▶ **TASK TO CARRY OUT**:
Return, from the material below, each line in which the word "extend" is present.

##### EXERCISE DATA

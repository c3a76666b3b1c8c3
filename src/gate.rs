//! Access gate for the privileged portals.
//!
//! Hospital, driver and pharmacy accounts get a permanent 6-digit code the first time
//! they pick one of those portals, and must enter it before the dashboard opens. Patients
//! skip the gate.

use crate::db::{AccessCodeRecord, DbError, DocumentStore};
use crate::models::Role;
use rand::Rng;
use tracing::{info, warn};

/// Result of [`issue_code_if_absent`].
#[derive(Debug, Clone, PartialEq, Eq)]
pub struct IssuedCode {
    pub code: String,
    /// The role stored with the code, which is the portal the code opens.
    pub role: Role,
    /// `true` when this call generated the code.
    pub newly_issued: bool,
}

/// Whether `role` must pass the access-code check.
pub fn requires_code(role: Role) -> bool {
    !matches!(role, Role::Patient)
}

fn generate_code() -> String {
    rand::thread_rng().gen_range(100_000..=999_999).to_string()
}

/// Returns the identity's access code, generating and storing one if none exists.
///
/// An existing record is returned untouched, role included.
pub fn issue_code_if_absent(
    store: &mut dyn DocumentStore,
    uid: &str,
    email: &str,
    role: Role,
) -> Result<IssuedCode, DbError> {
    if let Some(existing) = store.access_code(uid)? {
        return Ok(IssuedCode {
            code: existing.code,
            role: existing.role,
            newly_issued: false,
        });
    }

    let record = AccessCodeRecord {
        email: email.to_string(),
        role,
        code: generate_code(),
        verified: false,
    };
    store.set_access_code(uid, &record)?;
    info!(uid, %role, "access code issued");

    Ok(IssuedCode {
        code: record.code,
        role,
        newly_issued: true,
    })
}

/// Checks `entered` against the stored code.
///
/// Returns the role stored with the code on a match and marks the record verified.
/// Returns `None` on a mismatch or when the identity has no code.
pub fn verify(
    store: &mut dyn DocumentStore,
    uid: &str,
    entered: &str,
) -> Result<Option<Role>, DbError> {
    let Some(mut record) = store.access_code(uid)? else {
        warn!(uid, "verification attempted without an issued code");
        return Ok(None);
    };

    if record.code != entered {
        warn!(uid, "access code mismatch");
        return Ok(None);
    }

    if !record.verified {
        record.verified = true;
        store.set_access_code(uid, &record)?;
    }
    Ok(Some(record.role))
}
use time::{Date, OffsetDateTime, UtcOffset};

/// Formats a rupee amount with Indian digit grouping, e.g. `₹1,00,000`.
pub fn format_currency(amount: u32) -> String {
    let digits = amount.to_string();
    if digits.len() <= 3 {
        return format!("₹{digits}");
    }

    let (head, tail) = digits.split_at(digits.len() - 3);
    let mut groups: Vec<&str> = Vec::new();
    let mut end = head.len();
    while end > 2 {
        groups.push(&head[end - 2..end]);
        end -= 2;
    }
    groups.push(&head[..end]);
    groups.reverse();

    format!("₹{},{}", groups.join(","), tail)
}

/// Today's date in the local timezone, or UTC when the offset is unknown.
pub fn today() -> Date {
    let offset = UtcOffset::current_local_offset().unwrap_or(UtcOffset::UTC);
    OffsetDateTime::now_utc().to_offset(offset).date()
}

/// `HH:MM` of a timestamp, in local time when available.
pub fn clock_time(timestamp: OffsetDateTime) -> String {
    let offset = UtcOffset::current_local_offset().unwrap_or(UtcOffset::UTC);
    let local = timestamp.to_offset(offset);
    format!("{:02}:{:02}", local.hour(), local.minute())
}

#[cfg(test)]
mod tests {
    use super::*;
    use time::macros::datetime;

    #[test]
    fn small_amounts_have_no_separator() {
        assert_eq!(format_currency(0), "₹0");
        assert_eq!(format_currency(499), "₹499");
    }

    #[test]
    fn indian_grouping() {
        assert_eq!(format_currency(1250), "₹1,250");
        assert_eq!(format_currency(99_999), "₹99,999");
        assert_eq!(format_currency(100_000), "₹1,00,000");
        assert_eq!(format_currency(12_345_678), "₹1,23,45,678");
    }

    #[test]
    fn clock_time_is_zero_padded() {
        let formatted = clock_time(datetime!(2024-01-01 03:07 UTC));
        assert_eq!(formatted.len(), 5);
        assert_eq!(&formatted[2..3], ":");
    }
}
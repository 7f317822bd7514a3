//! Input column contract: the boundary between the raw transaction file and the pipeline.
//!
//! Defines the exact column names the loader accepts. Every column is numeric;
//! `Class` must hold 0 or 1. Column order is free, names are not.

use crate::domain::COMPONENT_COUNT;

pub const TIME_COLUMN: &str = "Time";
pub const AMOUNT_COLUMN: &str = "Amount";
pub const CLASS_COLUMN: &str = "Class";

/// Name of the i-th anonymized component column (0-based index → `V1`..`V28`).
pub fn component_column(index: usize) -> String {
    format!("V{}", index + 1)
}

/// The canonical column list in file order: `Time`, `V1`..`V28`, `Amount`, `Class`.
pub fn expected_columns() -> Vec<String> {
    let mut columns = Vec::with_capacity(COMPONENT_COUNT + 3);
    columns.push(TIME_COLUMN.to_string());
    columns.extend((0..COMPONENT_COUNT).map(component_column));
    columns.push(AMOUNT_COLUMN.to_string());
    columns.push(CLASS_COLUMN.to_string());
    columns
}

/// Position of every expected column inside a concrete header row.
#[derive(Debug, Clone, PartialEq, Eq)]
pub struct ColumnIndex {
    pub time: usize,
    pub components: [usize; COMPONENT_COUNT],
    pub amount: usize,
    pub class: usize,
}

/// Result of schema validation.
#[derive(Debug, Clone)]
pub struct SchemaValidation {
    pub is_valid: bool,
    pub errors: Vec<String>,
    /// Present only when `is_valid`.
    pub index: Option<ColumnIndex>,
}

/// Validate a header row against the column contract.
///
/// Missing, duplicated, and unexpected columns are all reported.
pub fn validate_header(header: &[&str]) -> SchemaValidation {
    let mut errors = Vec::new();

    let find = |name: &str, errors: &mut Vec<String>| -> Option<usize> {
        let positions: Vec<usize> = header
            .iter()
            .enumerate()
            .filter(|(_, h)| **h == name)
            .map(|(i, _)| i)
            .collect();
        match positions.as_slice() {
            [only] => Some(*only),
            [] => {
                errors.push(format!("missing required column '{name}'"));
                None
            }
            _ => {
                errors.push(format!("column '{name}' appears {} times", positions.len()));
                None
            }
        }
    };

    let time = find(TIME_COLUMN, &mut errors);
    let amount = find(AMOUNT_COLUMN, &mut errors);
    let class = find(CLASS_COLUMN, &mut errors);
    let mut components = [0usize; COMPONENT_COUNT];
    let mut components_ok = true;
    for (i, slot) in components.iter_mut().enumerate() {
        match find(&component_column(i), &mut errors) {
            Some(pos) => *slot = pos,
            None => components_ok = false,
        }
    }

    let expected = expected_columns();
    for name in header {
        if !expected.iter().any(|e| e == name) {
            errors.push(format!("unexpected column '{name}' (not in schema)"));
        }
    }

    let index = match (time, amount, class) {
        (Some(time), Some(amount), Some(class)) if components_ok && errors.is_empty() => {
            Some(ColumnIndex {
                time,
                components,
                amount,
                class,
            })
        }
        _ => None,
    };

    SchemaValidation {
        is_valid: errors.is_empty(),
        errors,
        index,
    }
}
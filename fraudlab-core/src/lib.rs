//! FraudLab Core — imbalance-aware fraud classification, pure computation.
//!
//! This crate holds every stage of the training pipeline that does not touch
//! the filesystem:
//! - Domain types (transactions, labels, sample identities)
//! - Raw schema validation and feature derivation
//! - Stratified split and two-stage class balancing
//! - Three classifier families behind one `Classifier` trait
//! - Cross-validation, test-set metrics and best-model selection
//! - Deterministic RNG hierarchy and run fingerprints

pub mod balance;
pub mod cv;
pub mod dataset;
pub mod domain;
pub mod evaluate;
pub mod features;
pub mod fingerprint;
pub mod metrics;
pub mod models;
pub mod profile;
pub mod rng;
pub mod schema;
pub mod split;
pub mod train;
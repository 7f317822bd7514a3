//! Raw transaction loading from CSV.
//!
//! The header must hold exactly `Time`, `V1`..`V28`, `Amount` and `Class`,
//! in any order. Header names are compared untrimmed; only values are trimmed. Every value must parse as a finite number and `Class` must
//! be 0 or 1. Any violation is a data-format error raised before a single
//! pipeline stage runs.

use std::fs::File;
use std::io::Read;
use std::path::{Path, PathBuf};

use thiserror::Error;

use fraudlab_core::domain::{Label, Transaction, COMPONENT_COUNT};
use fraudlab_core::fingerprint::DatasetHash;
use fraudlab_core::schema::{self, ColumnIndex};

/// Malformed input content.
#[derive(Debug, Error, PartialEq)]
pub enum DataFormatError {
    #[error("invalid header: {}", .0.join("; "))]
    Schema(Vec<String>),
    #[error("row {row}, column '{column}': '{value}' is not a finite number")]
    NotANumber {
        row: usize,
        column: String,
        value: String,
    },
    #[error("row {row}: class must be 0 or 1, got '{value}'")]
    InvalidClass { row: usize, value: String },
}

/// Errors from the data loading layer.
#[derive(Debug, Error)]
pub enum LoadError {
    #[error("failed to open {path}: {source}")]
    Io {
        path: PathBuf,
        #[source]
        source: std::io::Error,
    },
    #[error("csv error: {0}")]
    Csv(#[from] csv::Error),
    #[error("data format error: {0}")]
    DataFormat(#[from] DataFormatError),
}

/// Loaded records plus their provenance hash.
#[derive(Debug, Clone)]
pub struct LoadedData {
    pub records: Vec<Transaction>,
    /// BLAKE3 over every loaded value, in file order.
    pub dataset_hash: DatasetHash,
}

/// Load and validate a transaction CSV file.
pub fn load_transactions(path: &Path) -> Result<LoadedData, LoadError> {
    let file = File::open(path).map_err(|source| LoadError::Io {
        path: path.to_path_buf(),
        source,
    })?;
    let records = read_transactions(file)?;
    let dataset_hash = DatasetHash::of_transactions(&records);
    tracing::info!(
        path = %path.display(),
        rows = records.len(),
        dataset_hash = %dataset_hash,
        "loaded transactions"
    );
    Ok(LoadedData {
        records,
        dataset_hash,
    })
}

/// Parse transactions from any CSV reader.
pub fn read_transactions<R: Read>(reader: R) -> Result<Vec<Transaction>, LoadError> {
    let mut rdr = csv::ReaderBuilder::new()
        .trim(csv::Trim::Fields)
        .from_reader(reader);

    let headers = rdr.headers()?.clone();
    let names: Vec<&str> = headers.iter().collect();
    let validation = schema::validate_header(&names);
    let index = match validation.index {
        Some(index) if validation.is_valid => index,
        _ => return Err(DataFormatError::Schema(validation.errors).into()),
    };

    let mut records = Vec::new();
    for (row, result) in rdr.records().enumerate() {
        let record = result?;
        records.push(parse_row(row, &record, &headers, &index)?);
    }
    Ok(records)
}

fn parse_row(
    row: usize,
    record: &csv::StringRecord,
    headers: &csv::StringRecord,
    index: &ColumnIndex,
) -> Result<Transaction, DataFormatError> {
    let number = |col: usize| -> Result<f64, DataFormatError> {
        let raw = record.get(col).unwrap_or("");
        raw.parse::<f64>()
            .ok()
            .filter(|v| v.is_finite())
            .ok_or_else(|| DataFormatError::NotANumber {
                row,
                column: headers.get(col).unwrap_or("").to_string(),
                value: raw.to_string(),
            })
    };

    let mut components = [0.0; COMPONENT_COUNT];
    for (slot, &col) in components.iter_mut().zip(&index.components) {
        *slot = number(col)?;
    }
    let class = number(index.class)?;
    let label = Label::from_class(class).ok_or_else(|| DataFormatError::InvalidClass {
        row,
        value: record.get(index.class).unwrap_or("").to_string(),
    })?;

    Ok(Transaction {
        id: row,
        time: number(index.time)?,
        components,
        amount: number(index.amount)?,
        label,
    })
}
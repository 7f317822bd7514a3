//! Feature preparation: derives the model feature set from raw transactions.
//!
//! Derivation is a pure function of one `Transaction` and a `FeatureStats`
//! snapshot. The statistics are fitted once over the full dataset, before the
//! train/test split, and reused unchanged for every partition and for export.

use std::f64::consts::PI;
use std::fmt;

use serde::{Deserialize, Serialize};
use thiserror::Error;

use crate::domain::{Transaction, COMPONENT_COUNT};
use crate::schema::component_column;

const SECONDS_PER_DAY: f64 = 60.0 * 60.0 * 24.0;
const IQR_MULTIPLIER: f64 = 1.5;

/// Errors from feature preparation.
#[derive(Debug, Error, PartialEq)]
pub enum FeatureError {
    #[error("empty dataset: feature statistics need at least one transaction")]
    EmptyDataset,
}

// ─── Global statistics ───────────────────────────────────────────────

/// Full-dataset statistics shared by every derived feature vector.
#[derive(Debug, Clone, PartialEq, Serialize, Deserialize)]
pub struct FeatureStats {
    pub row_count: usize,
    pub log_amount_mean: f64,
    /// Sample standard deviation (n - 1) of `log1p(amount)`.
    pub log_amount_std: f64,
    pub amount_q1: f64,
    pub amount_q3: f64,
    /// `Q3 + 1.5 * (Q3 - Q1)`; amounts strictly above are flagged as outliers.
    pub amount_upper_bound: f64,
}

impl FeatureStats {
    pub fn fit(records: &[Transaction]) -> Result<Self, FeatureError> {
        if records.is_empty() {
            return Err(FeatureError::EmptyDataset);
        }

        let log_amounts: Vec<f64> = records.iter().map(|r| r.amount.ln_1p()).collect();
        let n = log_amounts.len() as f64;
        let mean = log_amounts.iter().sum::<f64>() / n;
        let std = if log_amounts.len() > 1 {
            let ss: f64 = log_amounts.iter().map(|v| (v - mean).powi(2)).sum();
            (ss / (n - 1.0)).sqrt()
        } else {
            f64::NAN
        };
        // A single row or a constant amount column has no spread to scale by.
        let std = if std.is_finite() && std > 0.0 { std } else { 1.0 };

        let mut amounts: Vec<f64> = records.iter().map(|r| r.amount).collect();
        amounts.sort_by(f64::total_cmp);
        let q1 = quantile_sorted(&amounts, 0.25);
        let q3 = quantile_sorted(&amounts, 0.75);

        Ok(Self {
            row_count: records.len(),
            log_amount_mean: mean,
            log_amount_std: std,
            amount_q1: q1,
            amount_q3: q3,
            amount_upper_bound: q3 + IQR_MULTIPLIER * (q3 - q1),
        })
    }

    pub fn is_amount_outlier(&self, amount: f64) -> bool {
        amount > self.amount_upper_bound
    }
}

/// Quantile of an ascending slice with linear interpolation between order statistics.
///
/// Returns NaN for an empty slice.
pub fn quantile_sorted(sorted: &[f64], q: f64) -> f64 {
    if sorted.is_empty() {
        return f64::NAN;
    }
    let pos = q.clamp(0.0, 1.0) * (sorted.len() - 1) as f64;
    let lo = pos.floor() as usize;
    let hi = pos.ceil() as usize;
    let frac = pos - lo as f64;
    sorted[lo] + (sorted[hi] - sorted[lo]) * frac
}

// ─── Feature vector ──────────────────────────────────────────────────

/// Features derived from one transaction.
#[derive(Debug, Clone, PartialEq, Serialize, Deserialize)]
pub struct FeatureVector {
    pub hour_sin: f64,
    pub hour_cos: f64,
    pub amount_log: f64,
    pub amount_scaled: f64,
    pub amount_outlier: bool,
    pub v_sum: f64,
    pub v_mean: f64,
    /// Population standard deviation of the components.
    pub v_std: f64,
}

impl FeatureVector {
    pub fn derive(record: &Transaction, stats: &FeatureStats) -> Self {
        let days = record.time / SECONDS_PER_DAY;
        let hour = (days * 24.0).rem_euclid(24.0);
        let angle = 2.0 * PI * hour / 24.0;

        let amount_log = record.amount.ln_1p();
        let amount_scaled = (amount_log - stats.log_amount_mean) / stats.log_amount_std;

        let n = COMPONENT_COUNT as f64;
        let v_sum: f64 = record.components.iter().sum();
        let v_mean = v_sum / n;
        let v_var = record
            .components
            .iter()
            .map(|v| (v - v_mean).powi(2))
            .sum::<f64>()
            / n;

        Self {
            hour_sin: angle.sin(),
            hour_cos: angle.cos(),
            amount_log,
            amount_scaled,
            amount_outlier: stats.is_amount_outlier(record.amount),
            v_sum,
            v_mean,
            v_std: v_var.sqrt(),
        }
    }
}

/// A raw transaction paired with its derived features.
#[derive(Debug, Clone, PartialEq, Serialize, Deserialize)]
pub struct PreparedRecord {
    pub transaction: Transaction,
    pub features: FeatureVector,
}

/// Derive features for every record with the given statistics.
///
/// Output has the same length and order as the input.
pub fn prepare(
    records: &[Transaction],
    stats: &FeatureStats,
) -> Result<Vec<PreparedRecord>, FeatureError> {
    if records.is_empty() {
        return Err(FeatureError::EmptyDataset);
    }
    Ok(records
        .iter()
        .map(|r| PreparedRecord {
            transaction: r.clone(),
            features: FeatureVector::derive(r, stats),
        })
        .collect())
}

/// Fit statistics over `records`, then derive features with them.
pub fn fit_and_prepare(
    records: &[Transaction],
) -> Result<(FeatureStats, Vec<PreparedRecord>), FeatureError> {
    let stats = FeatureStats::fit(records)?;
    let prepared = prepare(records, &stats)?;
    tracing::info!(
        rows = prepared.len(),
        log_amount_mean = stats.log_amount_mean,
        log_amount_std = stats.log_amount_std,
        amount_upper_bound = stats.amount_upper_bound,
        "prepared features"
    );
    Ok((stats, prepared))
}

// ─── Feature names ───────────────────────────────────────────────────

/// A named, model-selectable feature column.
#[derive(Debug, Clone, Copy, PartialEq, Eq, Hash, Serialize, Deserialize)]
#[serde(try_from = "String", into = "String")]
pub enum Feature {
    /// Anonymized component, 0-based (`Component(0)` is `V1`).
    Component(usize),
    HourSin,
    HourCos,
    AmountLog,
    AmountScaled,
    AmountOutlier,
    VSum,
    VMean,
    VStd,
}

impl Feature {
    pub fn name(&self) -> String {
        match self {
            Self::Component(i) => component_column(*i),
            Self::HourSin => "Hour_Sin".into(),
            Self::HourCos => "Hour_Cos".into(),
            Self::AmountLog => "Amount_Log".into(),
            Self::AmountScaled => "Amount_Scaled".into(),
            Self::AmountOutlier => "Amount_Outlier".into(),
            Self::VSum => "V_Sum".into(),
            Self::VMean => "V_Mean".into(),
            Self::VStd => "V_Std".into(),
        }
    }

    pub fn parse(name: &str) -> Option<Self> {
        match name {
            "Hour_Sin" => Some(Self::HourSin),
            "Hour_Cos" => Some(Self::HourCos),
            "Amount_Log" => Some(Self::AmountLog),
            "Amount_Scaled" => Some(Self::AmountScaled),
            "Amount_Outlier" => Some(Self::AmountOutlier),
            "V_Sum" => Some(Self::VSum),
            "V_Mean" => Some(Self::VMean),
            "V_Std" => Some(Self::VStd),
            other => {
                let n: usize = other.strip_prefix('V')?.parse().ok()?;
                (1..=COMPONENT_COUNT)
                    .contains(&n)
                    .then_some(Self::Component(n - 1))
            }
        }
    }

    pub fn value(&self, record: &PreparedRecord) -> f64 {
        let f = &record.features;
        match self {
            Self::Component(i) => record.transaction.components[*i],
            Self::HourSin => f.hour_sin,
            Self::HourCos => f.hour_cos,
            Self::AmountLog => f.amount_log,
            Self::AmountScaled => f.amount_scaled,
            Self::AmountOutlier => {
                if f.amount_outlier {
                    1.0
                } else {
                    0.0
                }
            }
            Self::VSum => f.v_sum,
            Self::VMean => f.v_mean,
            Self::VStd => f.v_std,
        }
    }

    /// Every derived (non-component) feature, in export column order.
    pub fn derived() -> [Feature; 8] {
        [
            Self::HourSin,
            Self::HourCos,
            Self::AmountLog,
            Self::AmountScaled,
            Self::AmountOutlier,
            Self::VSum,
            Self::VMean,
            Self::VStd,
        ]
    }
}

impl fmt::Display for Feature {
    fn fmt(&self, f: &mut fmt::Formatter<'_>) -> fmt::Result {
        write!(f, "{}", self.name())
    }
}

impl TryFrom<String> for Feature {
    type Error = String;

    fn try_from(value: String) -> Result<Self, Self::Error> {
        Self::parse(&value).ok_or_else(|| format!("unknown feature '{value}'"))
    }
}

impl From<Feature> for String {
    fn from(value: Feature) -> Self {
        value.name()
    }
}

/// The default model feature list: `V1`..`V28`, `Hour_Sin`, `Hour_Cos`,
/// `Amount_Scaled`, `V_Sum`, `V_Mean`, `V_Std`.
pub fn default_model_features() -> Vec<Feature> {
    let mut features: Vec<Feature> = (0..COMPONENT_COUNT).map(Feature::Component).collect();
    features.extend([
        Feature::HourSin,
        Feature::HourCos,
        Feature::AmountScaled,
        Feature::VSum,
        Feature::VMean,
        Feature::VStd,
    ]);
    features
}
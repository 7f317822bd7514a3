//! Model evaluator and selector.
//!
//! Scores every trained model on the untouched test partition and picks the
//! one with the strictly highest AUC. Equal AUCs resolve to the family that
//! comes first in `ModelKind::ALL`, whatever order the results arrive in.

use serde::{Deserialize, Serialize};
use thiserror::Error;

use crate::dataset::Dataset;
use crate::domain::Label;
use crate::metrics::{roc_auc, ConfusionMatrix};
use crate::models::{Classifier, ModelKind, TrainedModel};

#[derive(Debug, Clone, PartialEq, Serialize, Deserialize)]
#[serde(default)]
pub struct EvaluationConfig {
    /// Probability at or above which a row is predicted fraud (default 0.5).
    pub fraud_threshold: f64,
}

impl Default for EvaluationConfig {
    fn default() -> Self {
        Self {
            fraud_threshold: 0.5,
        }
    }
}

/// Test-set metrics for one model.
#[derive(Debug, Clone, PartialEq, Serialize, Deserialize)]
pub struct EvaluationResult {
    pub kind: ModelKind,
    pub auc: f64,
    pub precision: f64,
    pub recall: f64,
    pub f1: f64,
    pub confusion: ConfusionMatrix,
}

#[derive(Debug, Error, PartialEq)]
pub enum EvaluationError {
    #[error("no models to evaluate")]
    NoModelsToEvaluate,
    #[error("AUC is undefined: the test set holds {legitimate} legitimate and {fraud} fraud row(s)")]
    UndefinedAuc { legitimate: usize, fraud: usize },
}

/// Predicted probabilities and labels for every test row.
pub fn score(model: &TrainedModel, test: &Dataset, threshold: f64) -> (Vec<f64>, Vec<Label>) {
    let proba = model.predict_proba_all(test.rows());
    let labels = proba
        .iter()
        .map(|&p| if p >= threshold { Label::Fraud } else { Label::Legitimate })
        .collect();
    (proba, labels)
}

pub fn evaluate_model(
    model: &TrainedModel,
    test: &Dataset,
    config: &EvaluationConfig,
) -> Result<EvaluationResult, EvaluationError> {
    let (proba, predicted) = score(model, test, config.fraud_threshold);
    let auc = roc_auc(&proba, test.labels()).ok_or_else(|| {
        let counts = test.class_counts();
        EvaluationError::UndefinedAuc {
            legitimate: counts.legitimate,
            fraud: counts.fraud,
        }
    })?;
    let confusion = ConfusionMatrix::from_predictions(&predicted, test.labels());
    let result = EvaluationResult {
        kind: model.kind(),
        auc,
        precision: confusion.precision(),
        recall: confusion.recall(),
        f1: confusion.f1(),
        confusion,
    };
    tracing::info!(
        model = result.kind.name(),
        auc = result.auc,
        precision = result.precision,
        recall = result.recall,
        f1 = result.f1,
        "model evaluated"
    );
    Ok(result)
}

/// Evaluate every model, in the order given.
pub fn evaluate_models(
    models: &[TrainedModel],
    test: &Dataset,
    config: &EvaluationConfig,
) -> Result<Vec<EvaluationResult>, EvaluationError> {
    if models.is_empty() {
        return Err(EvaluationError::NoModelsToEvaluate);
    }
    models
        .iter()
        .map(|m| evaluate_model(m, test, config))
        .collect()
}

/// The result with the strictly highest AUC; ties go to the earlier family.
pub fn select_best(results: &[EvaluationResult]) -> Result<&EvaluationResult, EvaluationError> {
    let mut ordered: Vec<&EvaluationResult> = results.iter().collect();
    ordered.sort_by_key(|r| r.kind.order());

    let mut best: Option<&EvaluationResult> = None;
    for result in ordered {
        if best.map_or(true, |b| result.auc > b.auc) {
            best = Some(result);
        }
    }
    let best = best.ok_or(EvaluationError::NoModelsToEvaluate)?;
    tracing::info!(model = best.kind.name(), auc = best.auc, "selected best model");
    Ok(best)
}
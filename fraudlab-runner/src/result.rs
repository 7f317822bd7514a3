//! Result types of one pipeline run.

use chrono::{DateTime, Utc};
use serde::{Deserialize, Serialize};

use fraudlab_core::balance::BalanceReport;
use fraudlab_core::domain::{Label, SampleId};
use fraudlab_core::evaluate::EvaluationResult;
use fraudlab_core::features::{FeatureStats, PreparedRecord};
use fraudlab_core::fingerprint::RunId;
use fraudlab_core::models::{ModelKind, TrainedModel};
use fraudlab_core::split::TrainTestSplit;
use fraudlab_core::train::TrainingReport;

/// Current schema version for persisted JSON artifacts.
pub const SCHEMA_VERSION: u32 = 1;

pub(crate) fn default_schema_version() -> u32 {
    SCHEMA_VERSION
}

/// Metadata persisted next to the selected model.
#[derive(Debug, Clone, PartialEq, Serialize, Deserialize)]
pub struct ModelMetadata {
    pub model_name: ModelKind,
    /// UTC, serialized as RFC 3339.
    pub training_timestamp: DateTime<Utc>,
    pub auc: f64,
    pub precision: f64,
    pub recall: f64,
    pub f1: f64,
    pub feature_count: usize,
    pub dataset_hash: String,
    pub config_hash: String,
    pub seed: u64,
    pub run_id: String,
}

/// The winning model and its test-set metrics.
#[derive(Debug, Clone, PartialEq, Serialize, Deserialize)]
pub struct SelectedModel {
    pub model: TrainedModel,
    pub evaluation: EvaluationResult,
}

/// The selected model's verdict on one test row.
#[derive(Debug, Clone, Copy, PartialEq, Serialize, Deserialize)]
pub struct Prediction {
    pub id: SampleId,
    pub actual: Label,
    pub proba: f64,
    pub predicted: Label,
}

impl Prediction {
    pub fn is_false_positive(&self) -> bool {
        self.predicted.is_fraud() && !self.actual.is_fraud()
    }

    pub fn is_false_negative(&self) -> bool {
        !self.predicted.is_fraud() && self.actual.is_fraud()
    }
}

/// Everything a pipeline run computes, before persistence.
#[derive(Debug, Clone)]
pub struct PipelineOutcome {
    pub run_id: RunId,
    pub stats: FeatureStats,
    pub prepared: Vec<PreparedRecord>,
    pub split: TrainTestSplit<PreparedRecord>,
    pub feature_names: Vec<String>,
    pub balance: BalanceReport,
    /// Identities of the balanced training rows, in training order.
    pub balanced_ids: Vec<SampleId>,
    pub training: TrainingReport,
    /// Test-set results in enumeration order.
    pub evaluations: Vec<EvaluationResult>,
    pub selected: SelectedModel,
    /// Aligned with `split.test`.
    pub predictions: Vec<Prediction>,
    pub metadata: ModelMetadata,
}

##########

▶ **ANSWER SECTION**:
    columns.extend((0..COMPONENT_COUNT).map(component_column));
    features.extend([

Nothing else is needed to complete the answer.